Most employees here are Uruguayans, but there are also lots of Indians sent over by Tata. It produces both a culture shock — Montevideo doesn’t even have an Indian restaurant — and a cultural cacophony. The firm runs on strict Tata principles, as if it were in Mumbai, so to see Uruguayans pretending to be Indians serving Americans is quite a scene. Said Rosina Marmion, 27, an Uruguayan manager, “Our customers expect us to behave like Indians — to react the same way.” Also, Latin culture, unlike Indian, is very nonhierarchical. “The Indians were not used to someone who says ‘no,’ ” explained Ricardo Zengin, 34, a systems analyst. But eventually, “they understand that you are not saying it to challenge their authority but because you think it can be done better another way. … In Latin culture, everything involves a discussion.”
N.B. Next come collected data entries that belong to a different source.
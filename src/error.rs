use std::fmt::{Debug, Display};

#[derive(Debug, Clone, PartialEq)]
pub enum AppErrorCode {
    Unknown,
    MissingSysBasePath,
    MissingAppBasePath,
    MissingConfigPath,
    MissingSecretPath,
    MissingDataStore,
    InvalidJsonFormat,
    InvalidVersion,
    InvalidRouteConfig,
    MissingAliasLogHdlerCfg,
    MissingAliasLoggerCfg,
    NoRouteApiServerCfg,
    NoLogHandlerCfg,
    NoLoggerCfg,
    NoHandlerInLoggerCfg,
    InvalidHandlerLoggerCfg,
    NoDatabaseCfg,
    InvalidInput, // for frontend client error
    RemoteDbServerFailure,
    ExceedingMaxLimit,
    DatabaseServerBusy,
    DataCorruption,
    IOerror(std::io::ErrorKind),
} // end of AppErrorCode

#[derive(Debug, Clone)]
pub struct AppError {
    pub code: AppErrorCode,
    pub detail: Option<String>,
}

impl Display for AppError {
    fn fmt(&self, f: &mut std::fmt::Formatter<'_>) -> std::fmt::Result {
        let default_detail = "none";
        let dp = if let Some(s) = &self.detail {
            s.as_str()
        } else {
            default_detail
        };
        write!(f, "code:{:?}, detail:{}", self.code, dp)
    }
}

impl From<(AppErrorCode, String)> for AppError {
    fn from(value: (AppErrorCode, String)) -> Self {
        AppError {
            code: value.0,
            detail: Some(value.1),
        }
    }
}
Tata Consultancy Services, however, did not accept Rozman’s proposal simply because it was looking for low cost technicians. TSC was also looking to make itself more resilient.
It turns out that many multinationals like the idea of spreading out their risks and not having all their outsourcing done from India — especially after one big U.S. bank nearly had to shut down last year when a flood in Mumbai paralyzed its India data center the same day a hurricane paralyzed its Florida operation. And there is no risk of nuclear war with Pakistan here. … Another factor, added Mr. Rozman, was that multinationals that were depending on Indian firms alone to run their backrooms 24 hours a day were getting the third team for eight hours, since the best Indian engineers didn’t want to work the late-night shift — the heart of America’s day. By creating an outsourcing center in Montevideo, Tata could offer its clients its best Indian engineers during India’s day (America’s night) and its best Uruguayan engineers during America’s day (India’s night).
Resilient companies distribute assets, share information across the organization, take advantage of opportunities, and understand that globalization requires the free movement (real or virtual) of people, capital, and resources. Friedman’s column also points out a small country like Uruguay can establish standards — like educational standards — that foster the conditions which will attract foreign direct investment and create jobs. That is what our Development-in-a-Box™ approach is all about.